Germany is due to increase its armed forces amid rising security fears

The Bundeswehr said it be boosted to almost 200,000 personnel over the next seven years, days after US Vice President Mike Pence called on Nato members to increase military spending.

Showing awareness of the historical sensitivities, Foreign Minister Sigmar Gabriel told the media: “One has to ask whether it would really calm Germany’s neighbours if we turned into a big military power in Europe and … spent over €60 billion a year in weapons.
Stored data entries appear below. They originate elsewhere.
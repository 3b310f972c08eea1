use std::sync::atomic::{AtomicUsize, Ordering};
use std::sync::Arc;
use std::time::Duration;

use async_trait::async_trait;
use parking_lot::Mutex;
use tokio::time::{sleep, Instant};

use feedback_queue::{
    FeedbackAction, FeedbackConfig, FeedbackQueue, FeedbackRequest, FeedbackStatus,
    SubmitOutcome,
};
use relay_bridge::{
    FeedbackPayload, FeedbackRelay, InMemoryStore, OnlineFlag, RelayError, ReportType,
    SharedStore,
};
use sentinel_core_types::Notification;
use sentinel_event_bus::{drain, EventBus, InMemoryBus};

struct ScriptedRelay {
    rejection: Option<RelayError>,
    failures_left: AtomicUsize,
    calls: AtomicUsize,
    latency: Duration,
    delivered: Mutex<Vec<FeedbackPayload>>,
}

impl ScriptedRelay {
    fn new(failures: usize, latency: Duration) -> Arc<Self> {
        Arc::new(Self {
            rejection: None,
            failures_left: AtomicUsize::new(failures),
            calls: AtomicUsize::new(0),
            latency,
            delivered: Mutex::new(Vec::new()),
        })
    }

    fn healthy() -> Arc<Self> {
        Self::new(0, Duration::ZERO)
    }

    fn broken() -> Arc<Self> {
        Self::new(usize::MAX, Duration::ZERO)
    }

    fn rejecting(status: u16) -> Arc<Self> {
        Arc::new(Self {
            rejection: Some(RelayError::Rejected {
                status,
                message: "malformed report".into(),
            }),
            failures_left: AtomicUsize::new(0),
            calls: AtomicUsize::new(0),
            latency: Duration::ZERO,
            delivered: Mutex::new(Vec::new()),
        })
    }

    fn heal(&self) {
        self.failures_left.store(0, Ordering::SeqCst);
    }

    fn calls(&self) -> usize {
        self.calls.load(Ordering::SeqCst)
    }
}

#[async_trait]
impl FeedbackRelay for ScriptedRelay {
    async fn submit_feedback(&self, payload: &FeedbackPayload) -> Result<(), RelayError> {
        self.calls.fetch_add(1, Ordering::SeqCst);
        if let Some(rejection) = &self.rejection {
            return Err(rejection.clone());
        }
        if !self.latency.is_zero() {
            sleep(self.latency).await;
        }
        let failing = self
            .failures_left
            .fetch_update(Ordering::SeqCst, Ordering::SeqCst, |left| left.checked_sub(1))
            .is_ok();
        if failing {
            return Err(RelayError::Transport("connection reset".into()));
        }
        self.delivered.lock().push(payload.clone());
        Ok(())
    }
}

struct Harness {
    queue: Arc<FeedbackQueue>,
    relay: Arc<ScriptedRelay>,
    online: Arc<OnlineFlag>,
    bus: Arc<InMemoryBus<Notification>>,
}

fn harness_with(
    relay: Arc<ScriptedRelay>,
    store: Option<SharedStore>,
    online: bool,
    config: FeedbackConfig,
) -> Harness {
    let online = OnlineFlag::new(online);
    let bus = InMemoryBus::<Notification>::new(256);
    let queue = FeedbackQueue::new(config, relay.clone(), store, online.clone(), bus.clone());
    Harness {
        queue,
        relay,
        online,
        bus,
    }
}

fn harness(relay: Arc<ScriptedRelay>, online: bool) -> Harness {
    let store: SharedStore = InMemoryStore::new();
    harness_with(relay, Some(store), online, FeedbackConfig::default())
}

fn request(signature: &str, action: FeedbackAction) -> FeedbackRequest {
    FeedbackRequest {
        action,
        signature: Some(signature.to_string()),
        text: "You are scum.".into(),
        score: Some(0.91),
    }
}

fn kinds(events: &[Notification]) -> Vec<&'static str> {
    events.iter().map(Notification::kind).collect()
}

#[tokio::test(start_paused = true)]
async fn immediate_delivery_records_sent_history() {
    let h = harness(ScriptedRelay::healthy(), true);
    let mut rx = h.bus.subscribe();

    let outcome = h
        .queue
        .submit(request("x.com:data-id:7", FeedbackAction::Flag))
        .await;

    assert!(outcome.is_sent());
    assert!(outcome.entry_id().starts_with("x.com:data-id:7:flag:"));
    assert_eq!(h.relay.calls(), 1);
    assert_eq!(h.relay.delivered.lock()[0].report_type, ReportType::Flag);
    assert!(h.queue.pending().await.is_empty());

    let history = h.queue.history().await;
    assert_eq!(history.len(), 1);
    assert_eq!(history[0].status, FeedbackStatus::Sent);
    assert!(history[0].sent_at.is_some());

    let events = drain(&mut rx);
    assert_eq!(kinds(&events), vec!["feedback-history-updated", "feedback-sent"]);
}

#[tokio::test(start_paused = true)]
async fn three_failures_queue_once_then_flush_delivers() {
    let h = harness(ScriptedRelay::broken(), true);
    let started = Instant::now();

    let outcome = h
        .queue
        .submit(request("x.com:id:42", FeedbackAction::Dismiss))
        .await;

    assert!(matches!(outcome, SubmitOutcome::Queued { .. }));
    assert_eq!(h.relay.calls(), 3);
    assert!(started.elapsed() >= Duration::from_millis(4_000));

    let pending = h.queue.pending().await;
    assert_eq!(pending.len(), 1);
    assert_eq!(pending[0].retry_count, 0);
    assert_eq!(pending[0].payload.report_type, ReportType::NotHate);
    let history = h.queue.history().await;
    assert_eq!(history.len(), 1);
    assert_eq!(history[0].status, FeedbackStatus::Queued);
    assert!(history[0].queued_at.is_some());

    h.queue.shutdown();
    h.relay.heal();
    let report = h.queue.flush().await;
    assert_eq!(report.sent, 1);
    assert_eq!(report.remaining, 0);
    assert!(h.queue.pending().await.is_empty());

    let history = h.queue.history().await;
    assert_eq!(history.len(), 1);
    assert_eq!(history[0].status, FeedbackStatus::Sent);
    assert_eq!(history[0].last_error, None);
    assert!(!h.queue.has_armed_timer());
}

#[tokio::test(start_paused = true)]
async fn rejected_report_is_queued_after_a_single_attempt() {
    let h = harness(ScriptedRelay::rejecting(400), true);
    let started = Instant::now();

    let outcome = h
        .queue
        .submit(request("x.com:id:43", FeedbackAction::Flag))
        .await;

    assert!(matches!(outcome, SubmitOutcome::Queued { .. }));
    assert_eq!(h.relay.calls(), 1);
    assert!(started.elapsed() < Duration::from_millis(1_000));
    let pending = h.queue.pending().await;
    assert_eq!(pending.len(), 1);
    let history = h.queue.history().await;
    assert_eq!(history[0].status, FeedbackStatus::Queued);
    assert!(history[0]
        .last_error
        .as_deref()
        .is_some_and(|error| error.contains("400")));
    h.queue.shutdown();
}

#[tokio::test(start_paused = true)]
async fn offline_submission_skips_the_network() {
    let h = harness(ScriptedRelay::healthy(), false);
    let mut rx = h.bus.subscribe();

    let outcome = h
        .queue
        .submit(request("x.com:id:1", FeedbackAction::Flag))
        .await;

    assert_eq!(
        outcome,
        SubmitOutcome::Queued {
            entry_id: outcome.entry_id().to_string(),
            reason: "Offline".into(),
        }
    );
    assert_eq!(h.relay.calls(), 0);
    let pending = h.queue.pending().await;
    assert_eq!(pending[0].last_error.as_deref(), Some("Offline"));
    assert_eq!(
        h.queue.history().await[0].last_error.as_deref(),
        Some("Offline")
    );

    let events = drain(&mut rx);
    assert_eq!(
        kinds(&events),
        vec!["feedback-pending", "feedback-history-updated", "feedback-queued"]
    );
    assert!(h.queue.has_armed_timer());
}

#[tokio::test(start_paused = true)]
async fn queued_items_flush_after_the_delay() {
    let h = harness(ScriptedRelay::healthy(), false);
    h.queue
        .submit(request("x.com:id:1", FeedbackAction::Flag))
        .await;
    h.online.set_online(true);

    sleep(Duration::from_millis(4_990)).await;
    assert_eq!(h.relay.calls(), 0);

    sleep(Duration::from_millis(20)).await;
    assert_eq!(h.relay.calls(), 1);
    assert!(h.queue.pending().await.is_empty());
    assert_eq!(h.queue.history().await[0].status, FeedbackStatus::Sent);
}

#[tokio::test(start_paused = true)]
async fn online_transition_flushes_immediately() {
    let h = harness(ScriptedRelay::healthy(), false);
    h.queue
        .submit(request("x.com:id:1", FeedbackAction::Flag))
        .await;

    assert!(h.online.set_online(true));
    h.queue.on_online();
    sleep(Duration::from_millis(1)).await;

    assert_eq!(h.relay.calls(), 1);
    assert!(h.queue.pending().await.is_empty());
}

#[tokio::test(start_paused = true)]
async fn failed_flush_counts_retries_and_rearms() {
    let h = harness(ScriptedRelay::broken(), false);
    h.queue
        .submit(request("x.com:id:9", FeedbackAction::Dismiss))
        .await;
    h.queue.shutdown();

    let report = h.queue.flush().await;
    assert_eq!(report.attempted, 1);
    assert_eq!(report.remaining, 1);

    let pending = h.queue.pending().await;
    assert_eq!(pending[0].retry_count, 1);
    assert_eq!(
        pending[0].last_error.as_deref(),
        Some("transport error: connection reset")
    );
    let history = h.queue.history().await;
    assert_eq!(history[0].status, FeedbackStatus::Queued);
    assert_eq!(history[0].retries, 1);
    assert!(h.queue.has_armed_timer());

    // the retry timer runs 15 s later and fails again
    sleep(Duration::from_millis(15_001)).await;
    assert_eq!(h.relay.calls(), 2);
    assert_eq!(h.queue.pending().await[0].retry_count, 2);
    h.queue.shutdown();
}

#[tokio::test(start_paused = true)]
async fn overlapping_flush_is_skipped() {
    let h = harness(ScriptedRelay::new(0, Duration::from_secs(1)), false);
    h.queue
        .submit(request("x.com:id:3", FeedbackAction::Flag))
        .await;
    h.queue.shutdown();

    let queue = h.queue.clone();
    let first = tokio::spawn(async move { queue.flush().await });
    tokio::task::yield_now().await;

    let second = h.queue.flush().await;
    assert!(second.skipped);

    let first = first.await.unwrap();
    assert_eq!(first.sent, 1);
    assert_eq!(h.relay.calls(), 1);
}

#[tokio::test(start_paused = true)]
async fn items_queued_during_a_flush_survive_it() {
    let h = harness(ScriptedRelay::new(0, Duration::from_secs(1)), false);
    h.queue
        .submit(request("x.com:id:a", FeedbackAction::Flag))
        .await;
    h.queue.shutdown();

    let queue = h.queue.clone();
    let flush = tokio::spawn(async move { queue.flush().await });
    tokio::task::yield_now().await;

    let late = h
        .queue
        .submit(request("x.com:id:b", FeedbackAction::Flag))
        .await;
    let report = flush.await.unwrap();
    assert_eq!(report.sent, 1);

    let pending = h.queue.pending().await;
    assert_eq!(pending.len(), 1);
    assert_eq!(pending[0].id, late.entry_id());
    h.queue.shutdown();
}

#[tokio::test(start_paused = true)]
async fn missing_store_reports_feedback_error() {
    let h = harness_with(ScriptedRelay::broken(), None, true, FeedbackConfig::default());
    let mut rx = h.bus.subscribe();

    let outcome = h
        .queue
        .submit(request("x.com:id:5", FeedbackAction::Flag))
        .await;

    let SubmitOutcome::Failed { message, .. } = &outcome else {
        panic!("expected failure, got {outcome:?}");
    };
    assert!(message.contains("unavailable"));
    assert!(h.queue.history().await.is_empty());
    assert_eq!(h.queue.initialize().await, 0);
    assert!(!h.queue.has_armed_timer());

    let events = drain(&mut rx);
    assert!(matches!(
        events.last(),
        Some(Notification::FeedbackError { entry_id, .. }) if entry_id == outcome.entry_id()
    ));
}

#[tokio::test(start_paused = true)]
async fn history_is_capped_most_recent_first() {
    let config = FeedbackConfig {
        history_limit: 3,
        ..FeedbackConfig::default()
    };
    let store: SharedStore = InMemoryStore::new();
    let h = harness_with(ScriptedRelay::healthy(), Some(store), true, config);

    for n in 0..5 {
        h.queue
            .submit(request(&format!("x.com:id:{n}"), FeedbackAction::Flag))
            .await;
    }

    let history = h.queue.history().await;
    assert_eq!(history.len(), 3);
    assert!(history[0].id.starts_with("x.com:id:4:"));
    assert!(history[2].id.starts_with("x.com:id:2:"));
}

#[tokio::test(start_paused = true)]
async fn initialize_flushes_a_persisted_backlog() {
    let store = InMemoryStore::new();
    let shared: SharedStore = store.clone();
    let offline = harness_with(
        ScriptedRelay::healthy(),
        Some(shared.clone()),
        false,
        FeedbackConfig::default(),
    );
    offline
        .queue
        .submit(request("x.com:id:7", FeedbackAction::Dismiss))
        .await;
    offline.queue.shutdown();

    let restarted = harness_with(
        ScriptedRelay::healthy(),
        Some(shared),
        true,
        FeedbackConfig::default(),
    );
    let mut rx = restarted.bus.subscribe();
    assert_eq!(restarted.queue.initialize().await, 1);
    assert!(matches!(
        drain(&mut rx).first(),
        Some(Notification::FeedbackPending { count: 1 })
    ));

    sleep(Duration::from_millis(1)).await;
    assert_eq!(restarted.relay.calls(), 1);
    assert_eq!(store.get("sentinelPendingReports"), Some(serde_json::json!([])));
}

#[tokio::test(start_paused = true)]
async fn anonymous_reports_get_random_ids_and_truncated_text() {
    let h = harness(ScriptedRelay::healthy(), true);
    let outcome = h
        .queue
        .submit(FeedbackRequest {
            action: FeedbackAction::Dismiss,
            signature: None,
            text: "x".repeat(5_000),
            score: None,
        })
        .await;

    assert!(outcome.entry_id().starts_with("anon-"));
    assert!(outcome.entry_id().contains(":not_hate:"));
    assert_eq!(h.relay.delivered.lock()[0].text.chars().count(), 4_000);
    let snippet = &h.queue.history().await[0].snippet;
    assert_eq!(snippet.chars().count(), 180);
    assert!(snippet.ends_with('…'));
}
I have my doubts.”

Donald Trump has repeatedly demanded that European powers pay more towards defence.

Trump has described Nato as “obsolete”.

Nato agreed at the Wales Summit in 2014 to boost military spending to 2 per cent of GDP by 2024 while Germany now spends about 1.2 per cent.

The German armed forces are due to recruit 20,000 more troops by 2025, bringing its numbers to 198,000.

The British armed forces have 196,410 personnel.

Defence minister Ursula von der Leyen said: “The Bundeswehr has rarely been as necessary as it is now. Whether it is the fight against Isil [Islamic State] terrorism, the stabilisation of Mali, continuing support of Afghanistan, operations against migrant smugglers in the Mediterranean or with our increased Nato presence in the Baltics.”

Germany has just deployed tanks and hundreds of troops to Lithuania to deter Russian aggression as part of a wider Nato deployment.

Before reunification, West Germany was considered the first line against a Soviet invasion and the Bundeswehr numbered 500,000 active personnel.

Germany ended conscription in 2011 and troop numbers fell to 166,500 last June, a record low.

Some Cold War historians described West Germany’s army as “perhaps the best in the world” but cutbacks saw troops using broomsticks rather than rifles and Mercedes vans rather than armoured-personnel carriers on Nato exercises.

Gabriel said the defence ministry’s first priority should be to tackle delays and technical challenges with existing procurement programmes.

“Our biggest problem at the moment is that the equipment doesn’t fly, sail or drive,” Gabriel said.

A new German A400M transport plane was grounded this month during von der Leyen’s visit to German troops in Lithuania, while other major weapons programmes have been delayed.